***** THE INPUT

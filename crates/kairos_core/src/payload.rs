//! Turns an incoming attribute instance document into a storable value.

use chrono::{NaiveDate, NaiveTime};
use serde::{Deserialize, Serialize};
use serde_json::{Map, Value as JsonValue, json};

use crate::{
    AttributeType, AttributeValueType, InstanceValue, KairosError, KairosResult, Timestamp, Uri,
    normalize_geometry, parse_timestamp,
};

/// One attribute instance submitted for writing.
#[derive(Clone, Debug, PartialEq, Serialize, Deserialize)]
pub struct AttributeInstanceWrite {
    pub attribute_name: String,
    pub attribute_type: AttributeType,
    pub dataset_id: Option<Uri>,
    pub payload: JsonValue,
    pub observed_at: Option<Timestamp>,
}

impl AttributeInstanceWrite {
    /// Reads `type`, `datasetId` and `observedAt` from the instance document itself.
    pub fn from_payload(attribute_name: impl Into<String>, payload: JsonValue) -> KairosResult<Self> {
        let attribute_type = match payload.get("type").and_then(JsonValue::as_str) {
            Some(raw) => AttributeType::parse(raw)?,
            None => return Err(KairosError::bad_request("attribute instance has no type")),
        };
        let dataset_id = payload
            .get("datasetId")
            .and_then(JsonValue::as_str)
            .map(Uri::parse)
            .transpose()?;
        let observed_at = payload
            .get("observedAt")
            .and_then(JsonValue::as_str)
            .map(parse_timestamp)
            .transpose()?;
        Ok(Self {
            attribute_name: attribute_name.into(),
            attribute_type,
            dataset_id,
            payload,
            observed_at,
        })
    }
}

/// Value, value type and normalized payload of one instance.
#[derive(Clone, Debug, PartialEq)]
pub struct ExtractedValue {
    pub value: InstanceValue,
    pub value_type: AttributeValueType,
    pub payload: JsonValue,
}

pub fn extract_value(write: &AttributeInstanceWrite) -> KairosResult<ExtractedValue> {
    let member = write.attribute_type.value_member();
    let mut payload = match &write.payload {
        JsonValue::Object(object) => object.clone(),
        _ => {
            return Err(KairosError::bad_request(format!(
                "instance of '{}' must be a JSON object",
                write.attribute_name
            )));
        }
    };
    let raw = payload.get(member).cloned().ok_or_else(|| {
        KairosError::bad_request(format!(
            "instance of '{}' has no '{member}' member",
            write.attribute_name
        ))
    })?;

    let (value, value_type, stored) = match write.attribute_type {
        AttributeType::Property => property_value(&raw)?,
        AttributeType::Relationship => {
            let object = raw.as_str().ok_or_else(|| {
                KairosError::bad_request("relationship object must be a URI string")
            })?;
            let object = Uri::parse(object)?;
            (
                InstanceValue::Text(object.to_string()),
                AttributeValueType::Uri,
                raw,
            )
        }
        AttributeType::GeoProperty => {
            let wkt = normalize_geometry(&raw)?;
            (
                InstanceValue::Geo(wkt.clone()),
                AttributeValueType::Geometry,
                JsonValue::String(wkt),
            )
        }
        AttributeType::JsonProperty => {
            if !(raw.is_object() || raw.is_array()) {
                return Err(KairosError::bad_request(
                    "json member must be a JSON object or array",
                ));
            }
            (
                InstanceValue::Text(raw.to_string()),
                AttributeValueType::Json,
                raw,
            )
        }
        AttributeType::LanguageProperty => {
            let entries = language_entries(&raw)?;
            (
                InstanceValue::Text(entries.to_string()),
                AttributeValueType::Object,
                raw,
            )
        }
        AttributeType::VocabProperty => {
            let entries = vocab_entries(&raw)?;
            (
                InstanceValue::Text(entries.to_string()),
                AttributeValueType::Array,
                raw,
            )
        }
    };

    payload.insert(member.to_string(), stored);
    payload.insert(
        "type".to_string(),
        JsonValue::String(write.attribute_type.as_str().to_string()),
    );
    if let Some(dataset_id) = &write.dataset_id {
        payload.insert(
            "datasetId".to_string(),
            JsonValue::String(dataset_id.to_string()),
        );
    }
    Ok(ExtractedValue {
        value,
        value_type,
        payload: JsonValue::Object(payload),
    })
}

fn property_value(raw: &JsonValue) -> KairosResult<(InstanceValue, AttributeValueType, JsonValue)> {
    let extracted = match raw {
        JsonValue::Number(number) => {
            let measured = number
                .as_f64()
                .ok_or_else(|| KairosError::bad_request("numeric value out of range"))?;
            (InstanceValue::Measured(measured), AttributeValueType::Number)
        }
        JsonValue::Bool(flag) => (
            InstanceValue::Text(flag.to_string()),
            AttributeValueType::Boolean,
        ),
        JsonValue::String(text) => (InstanceValue::Text(text.clone()), guess_text_type(text)),
        JsonValue::Object(_) => (
            InstanceValue::Text(raw.to_string()),
            AttributeValueType::Object,
        ),
        JsonValue::Array(_) => (
            InstanceValue::Text(raw.to_string()),
            AttributeValueType::Array,
        ),
        JsonValue::Null => return Err(KairosError::bad_request("property value cannot be null")),
    };
    Ok((extracted.0, extracted.1, raw.clone()))
}

fn guess_text_type(text: &str) -> AttributeValueType {
    if parse_timestamp(text).is_ok() {
        AttributeValueType::DateTime
    } else if NaiveDate::parse_from_str(text, "%Y-%m-%d").is_ok() {
        AttributeValueType::Date
    } else if NaiveTime::parse_from_str(text.trim_end_matches('Z'), "%H:%M:%S%.f").is_ok() {
        AttributeValueType::Time
    } else {
        AttributeValueType::String
    }
}

// {"fr": "bonjour"} becomes [{"@language": "fr", "@value": "bonjour"}].
fn language_entries(raw: &JsonValue) -> KairosResult<JsonValue> {
    let map = raw
        .as_object()
        .ok_or_else(|| KairosError::bad_request("languageMap must be a JSON object"))?;
    let mut entries = Vec::with_capacity(map.len());
    for (language, value) in map {
        let values = match value {
            JsonValue::Array(values) => values.clone(),
            other => vec![other.clone()],
        };
        for value in values {
            if !value.is_string() {
                return Err(KairosError::bad_request(format!(
                    "languageMap entry '{language}' must be a string"
                )));
            }
            entries.push(json!({ "@language": language, "@value": value }));
        }
    }
    Ok(JsonValue::Array(entries))
}

// "term" or ["a", "b"] becomes [{"@id": "a"}, {"@id": "b"}].
fn vocab_entries(raw: &JsonValue) -> KairosResult<JsonValue> {
    let terms = match raw {
        JsonValue::String(term) => vec![term.clone()],
        JsonValue::Array(items) => items
            .iter()
            .map(|item| {
                item.as_str()
                    .map(str::to_string)
                    .ok_or_else(|| KairosError::bad_request("vocab entries must be strings"))
            })
            .collect::<KairosResult<Vec<_>>>()?,
        _ => return Err(KairosError::bad_request("vocab must be a string or an array")),
    };
    Ok(JsonValue::Array(
        terms
            .into_iter()
            .map(|term| {
                let mut entry = Map::new();
                entry.insert("@id".to_string(), JsonValue::String(term));
                JsonValue::Object(entry)
            })
            .collect(),
    ))
}

#[cfg(test)]
mod tests {
    use super::*;

    fn write(attribute_type: AttributeType, payload: JsonValue) -> AttributeInstanceWrite {
        AttributeInstanceWrite {
            attribute_name: "attr".to_string(),
            attribute_type,
            dataset_id: None,
            payload,
            observed_at: None,
        }
    }

    #[test]
    fn numeric_property_goes_to_measured_column() {
        let extracted =
            extract_value(&write(AttributeType::Property, json!({ "value": 21.5 }))).unwrap();
        assert_eq!(extracted.value, InstanceValue::Measured(21.5));
        assert_eq!(extracted.value_type, AttributeValueType::Number);
        assert_eq!(extracted.payload["type"], json!("Property"));
    }

    #[test]
    fn guesses_text_value_types() {
        for (raw, expected) in [
            ("2024-01-01T10:00:00Z", AttributeValueType::DateTime),
            ("2024-01-01", AttributeValueType::Date),
            ("10:00:00", AttributeValueType::Time),
            ("open", AttributeValueType::String),
        ] {
            let extracted =
                extract_value(&write(AttributeType::Property, json!({ "value": raw }))).unwrap();
            assert_eq!(extracted.value_type, expected, "{raw}");
        }
        let extracted =
            extract_value(&write(AttributeType::Property, json!({ "value": true }))).unwrap();
        assert_eq!(extracted.value, InstanceValue::Text("true".to_string()));
        assert_eq!(extracted.value_type, AttributeValueType::Boolean);
    }

    #[test]
    fn geo_property_is_stored_as_wkt() {
        let extracted = extract_value(&write(
            AttributeType::GeoProperty,
            json!({ "value": { "type": "Point", "coordinates": [1.0, 2.0] } }),
        ))
        .unwrap();
        let InstanceValue::Geo(wkt) = &extracted.value else {
            panic!("expected geo value");
        };
        assert!(wkt.starts_with("POINT"));
        assert_eq!(extracted.payload["value"], json!(wkt));
        assert_eq!(extracted.value_type, AttributeValueType::Geometry);
    }

    #[test]
    fn language_and_vocab_are_normalized_to_object_arrays() {
        let extracted = extract_value(&write(
            AttributeType::LanguageProperty,
            json!({ "languageMap": { "fr": "bonjour" } }),
        ))
        .unwrap();
        assert_eq!(
            extracted.value,
            InstanceValue::Text(r#"[{"@language":"fr","@value":"bonjour"}]"#.to_string())
        );
        let extracted = extract_value(&write(
            AttributeType::VocabProperty,
            json!({ "vocab": "Open" }),
        ))
        .unwrap();
        assert_eq!(
            extracted.value,
            InstanceValue::Text(r#"[{"@id":"Open"}]"#.to_string())
        );
    }

    #[test]
    fn missing_member_is_rejected() {
        let result = extract_value(&write(AttributeType::Relationship, json!({ "value": 1 })));
        assert!(matches!(result, Err(KairosError::BadRequest { .. })));
        let result = extract_value(&write(
            AttributeType::JsonProperty,
            json!({ "json": "scalar" }),
        ));
        assert!(matches!(result, Err(KairosError::BadRequest { .. })));
    }

    #[test]
    fn reads_write_metadata_from_payload() {
        let write = AttributeInstanceWrite::from_payload(
            "temperature",
            json!({
                "type": "Property",
                "value": 20,
                "observedAt": "2024-01-01T10:00:00Z",
                "datasetId": "urn:dataset:a"
            }),
        )
        .unwrap();
        assert_eq!(write.attribute_type, AttributeType::Property);
        assert_eq!(write.dataset_id.unwrap().as_str(), "urn:dataset:a");
        assert!(write.observed_at.is_some());
    }
}
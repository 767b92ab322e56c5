//! Structural export of an in-memory chunk matrix through the Arrow C data interface.
//!
//! A [`ChunkMatrix`] holds `columns x chunks` primitive arrays. Exporting chunk `i` builds a
//! struct-typed C array whose children point straight into the matrix buffers. Child release
//! callbacks are idempotent; the parent release runs every child release that the consumer
//! has not run yet, frees the child structs and then drops its reference to the matrix.

use std::ffi::c_void;
use std::ptr;
use std::sync::Arc;

use arrow::array::{Array, ArrayRef};
use arrow::buffer::Buffer;
use arrow::ffi::FFI_ArrowSchema;
use arrow_schema::{DataType, Fields, SchemaRef};
use scanbridge_common::{BridgeError, Result};

/// The Arrow C data interface `ArrowArray` struct.
#[repr(C)]
#[derive(Debug)]
pub struct RawArrowArray {
    pub length: i64,
    pub null_count: i64,
    pub offset: i64,
    pub n_buffers: i64,
    pub n_children: i64,
    pub buffers: *mut *const c_void,
    pub children: *mut *mut RawArrowArray,
    pub dictionary: *mut RawArrowArray,
    pub release: Option<unsafe extern "C" fn(*mut RawArrowArray)>,
    pub private_data: *mut c_void,
}

impl RawArrowArray {
    fn released() -> Self {
        Self {
            length: 0,
            null_count: 0,
            offset: 0,
            n_buffers: 0,
            n_children: 0,
            buffers: ptr::null_mut(),
            children: ptr::null_mut(),
            dictionary: ptr::null_mut(),
            release: None,
            private_data: ptr::null_mut(),
        }
    }

    pub fn is_released(&self) -> bool {
        self.release.is_none()
    }
}

impl Drop for RawArrowArray {
    fn drop(&mut self) {
        if let Some(release) = self.release {
            // SAFETY: `self` is a live array produced by this module; release is idempotent.
            unsafe { release(self) };
        }
    }
}

struct ChildPrivate {
    buffers: Vec<*const c_void>,
    _owned: Vec<Buffer>,
}

struct ParentPrivate {
    buffers: Vec<*const c_void>,
    children: Vec<*mut RawArrowArray>,
    _matrix: Arc<ChunkMatrix>,
}

/// Primitive column chunks sharing one schema, addressed by chunk index.
#[derive(Debug)]
pub struct ChunkMatrix {
    schema: SchemaRef,
    columns: Vec<Vec<ArrayRef>>,
}

impl ChunkMatrix {
    /// Builds a matrix from per-column chunk lists.
    ///
    /// # Errors
    /// Every column needs the same number of chunks, chunk `i` the same length in every
    /// column, and a fixed-width primitive type matching the schema.
    pub fn try_new(schema: SchemaRef, columns: Vec<Vec<ArrayRef>>) -> Result<Arc<Self>> {
        if columns.len() != schema.fields().len() {
            return Err(BridgeError::Contract(format!(
                "chunk matrix has {} columns, schema has {}",
                columns.len(),
                schema.fields().len()
            )));
        }
        let num_chunks = columns.first().map_or(0, Vec::len);
        for (field, chunks) in schema.fields().iter().zip(&columns) {
            if !field.data_type().is_primitive() {
                return Err(BridgeError::TranslationSkip(format!(
                    "column '{}' of type {} cannot be exported structurally",
                    field.name(),
                    field.data_type()
                )));
            }
            if chunks.len() != num_chunks {
                return Err(BridgeError::Contract(format!(
                    "column '{}' has {} chunks, expected {num_chunks}",
                    field.name(),
                    chunks.len()
                )));
            }
            if let Some(chunk) = chunks.iter().find(|c| c.data_type() != field.data_type()) {
                return Err(BridgeError::Contract(format!(
                    "column '{}' chunk of type {} does not match {}",
                    field.name(),
                    chunk.data_type(),
                    field.data_type()
                )));
            }
        }
        for chunk in 0..num_chunks {
            let len = columns[0][chunk].len();
            if columns.iter().any(|c| c[chunk].len() != len) {
                return Err(BridgeError::Contract(format!(
                    "chunk {chunk} has columns of different lengths"
                )));
            }
        }
        Ok(Arc::new(Self { schema, columns }))
    }

    pub fn schema(&self) -> SchemaRef {
        self.schema.clone()
    }

    pub fn num_chunks(&self) -> usize {
        self.columns.first().map_or(0, Vec::len)
    }

    pub fn chunk_len(&self, chunk: usize) -> Option<usize> {
        self.columns.first()?.get(chunk).map(|a| a.len())
    }

    /// C schema of an exported chunk: a struct whose children are the columns.
    pub fn export_schema(&self) -> Result<FFI_ArrowSchema> {
        let dt = DataType::Struct(Fields::from(self.schema.fields().to_vec()));
        FFI_ArrowSchema::try_from(&dt)
            .map_err(|e| BridgeError::External(format!("schema export failed: {e}")))
    }

    /// Exports chunk `chunk` as a struct array borrowing the matrix buffers.
    pub fn export_chunk(self: &Arc<Self>, chunk: usize) -> Result<RawArrowArray> {
        let length = self.chunk_len(chunk).ok_or_else(|| {
            BridgeError::Contract(format!(
                "chunk {chunk} out of range ({} chunks)",
                self.num_chunks()
            ))
        })?;
        let children: Vec<*mut RawArrowArray> = self
            .columns
            .iter()
            .map(|column| Box::into_raw(Box::new(export_child(&column[chunk]))))
            .collect();

        let mut private = Box::new(ParentPrivate {
            buffers: vec![ptr::null()],
            children,
            _matrix: Arc::clone(self),
        });
        let array = RawArrowArray {
            length: length as i64,
            null_count: 0,
            offset: 0,
            n_buffers: 1,
            n_children: private.children.len() as i64,
            buffers: private.buffers.as_mut_ptr(),
            children: private.children.as_mut_ptr(),
            dictionary: ptr::null_mut(),
            release: Some(release_parent),
            private_data: Box::into_raw(private).cast::<c_void>(),
        };
        Ok(array)
    }
}

fn export_child(array: &ArrayRef) -> RawArrowArray {
    let data = array.to_data();
    let mut owned = Vec::with_capacity(2);
    // Both buffers are re-based so the exported offset is always zero.
    let validity = match data.nulls() {
        Some(nulls) if nulls.null_count() > 0 => {
            let bits = nulls.inner().sliced();
            let ptr = bits.as_ptr().cast::<c_void>();
            owned.push(bits);
            ptr
        }
        _ => ptr::null(),
    };
    let width = data.data_type().primitive_width().unwrap_or(0);
    let values = data.buffers()[0].slice_with_length(data.offset() * width, data.len() * width);
    let values_ptr = values.as_ptr().cast::<c_void>();
    owned.push(values);

    let mut private = Box::new(ChildPrivate {
        buffers: vec![validity, values_ptr],
        _owned: owned,
    });
    RawArrowArray {
        length: data.len() as i64,
        null_count: data.null_count() as i64,
        offset: 0,
        n_buffers: 2,
        n_children: 0,
        buffers: private.buffers.as_mut_ptr(),
        children: ptr::null_mut(),
        dictionary: ptr::null_mut(),
        release: Some(release_child),
        private_data: Box::into_raw(private).cast::<c_void>(),
    }
}

/// Releases one exported column; a second call is a no-op.
unsafe extern "C" fn release_child(array: *mut RawArrowArray) {
    if array.is_null() || (*array).release.is_none() {
        return;
    }
    let private = (*array).private_data.cast::<ChildPrivate>();
    if !private.is_null() {
        drop(Box::from_raw(private));
    }
    ptr::write(array, RawArrowArray::released());
}

/// Releases every child still owned by the parent, then the parent's hold on the matrix.
unsafe extern "C" fn release_parent(array: *mut RawArrowArray) {
    if array.is_null() || (*array).release.is_none() {
        return;
    }
    let private = Box::from_raw((*array).private_data.cast::<ParentPrivate>());
    for &child in &private.children {
        if child.is_null() {
            continue;
        }
        if let Some(release) = (*child).release {
            release(child);
        }
        // Already released; dropping the box runs no callback.
        drop(Box::from_raw(child));
    }
    drop(private);
    ptr::write(array, RawArrowArray::released());
}

#[cfg(test)]
mod tests {
    use arrow::array::{Float64Array, Int32Array, StructArray};
    use arrow::ffi::{FFI_ArrowArray, from_ffi};
    use arrow_schema::{Field, Schema};

    use super::*;

    fn matrix() -> Arc<ChunkMatrix> {
        let schema = Arc::new(Schema::new(vec![
            Field::new("a", DataType::Int32, true),
            Field::new("b", DataType::Float64, false),
        ]));
        ChunkMatrix::try_new(
            schema,
            vec![
                vec![
                    Arc::new(Int32Array::from(vec![Some(1), None, Some(3)])) as ArrayRef,
                    Arc::new(Int32Array::from(vec![4, 5])) as ArrayRef,
                ],
                vec![
                    Arc::new(Float64Array::from(vec![0.5, 1.5, 2.5])) as ArrayRef,
                    Arc::new(Float64Array::from(vec![3.5, 4.5])) as ArrayRef,
                ],
            ],
        )
        .expect("matrix")
    }

    #[test]
    fn exported_chunks_import_as_struct_arrays() {
        let m = matrix();
        let mut raw = m.export_chunk(0).expect("export");
        let schema = m.export_schema().expect("schema");
        // SAFETY: `raw` follows the C data interface layout of FFI_ArrowArray.
        let ffi = unsafe { FFI_ArrowArray::from_raw((&mut raw as *mut RawArrowArray).cast()) };
        assert!(raw.is_released());
        // SAFETY: array and schema come from the same export.
        let data = unsafe { from_ffi(ffi, &schema) }.expect("import");
        let arr = StructArray::from(data);
        assert_eq!(arr.len(), 3);
        let a = arr.column(0).as_any().downcast_ref::<Int32Array>().expect("a");
        assert_eq!(a.iter().collect::<Vec<_>>(), vec![Some(1), None, Some(3)]);
        let b = arr.column(1).as_any().downcast_ref::<Float64Array>().expect("b");
        assert_eq!(b.value(2), 2.5);
    }

    #[test]
    fn child_release_is_idempotent_and_parent_cascades() {
        let m = matrix();
        let mut raw = m.export_chunk(1).expect("export");
        assert_eq!(Arc::strong_count(&m), 2);
        // SAFETY: children were produced by export_chunk and are still owned by `raw`.
        unsafe {
            let first = *raw.children;
            let release = (*first).release.expect("live child");
            release(first);
            release(first);
            assert!((*first).is_released());
            assert!(!(**raw.children.add(1)).is_released());
        }
        let release = raw.release.expect("live parent");
        // SAFETY: parent is live; children are released or still owned.
        unsafe { release(&mut raw) };
        assert!(raw.is_released());
        assert_eq!(Arc::strong_count(&m), 1);
    }

    #[test]
    fn dropping_an_unconsumed_export_releases_it() {
        let m = matrix();
        drop(m.export_chunk(0).expect("export"));
        assert_eq!(Arc::strong_count(&m), 1);
        assert!(m.export_chunk(2).is_err());
    }

    #[test]
    fn ragged_matrices_are_rejected() {
        let schema = Arc::new(Schema::new(vec![
            Field::new("a", DataType::Int32, false),
            Field::new("b", DataType::Int32, false),
        ]));
        let err = ChunkMatrix::try_new(
            schema,
            vec![
                vec![Arc::new(Int32Array::from(vec![1, 2])) as ArrayRef],
                vec![Arc::new(Int32Array::from(vec![1])) as ArrayRef],
            ],
        )
        .expect_err("ragged");
        assert!(err.to_string().contains("different lengths"));
    }
}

**********

Say how many lines of the data hold the word "LanguageProperty", and leave out everything but the number.

◆ TASK ANSWER:
2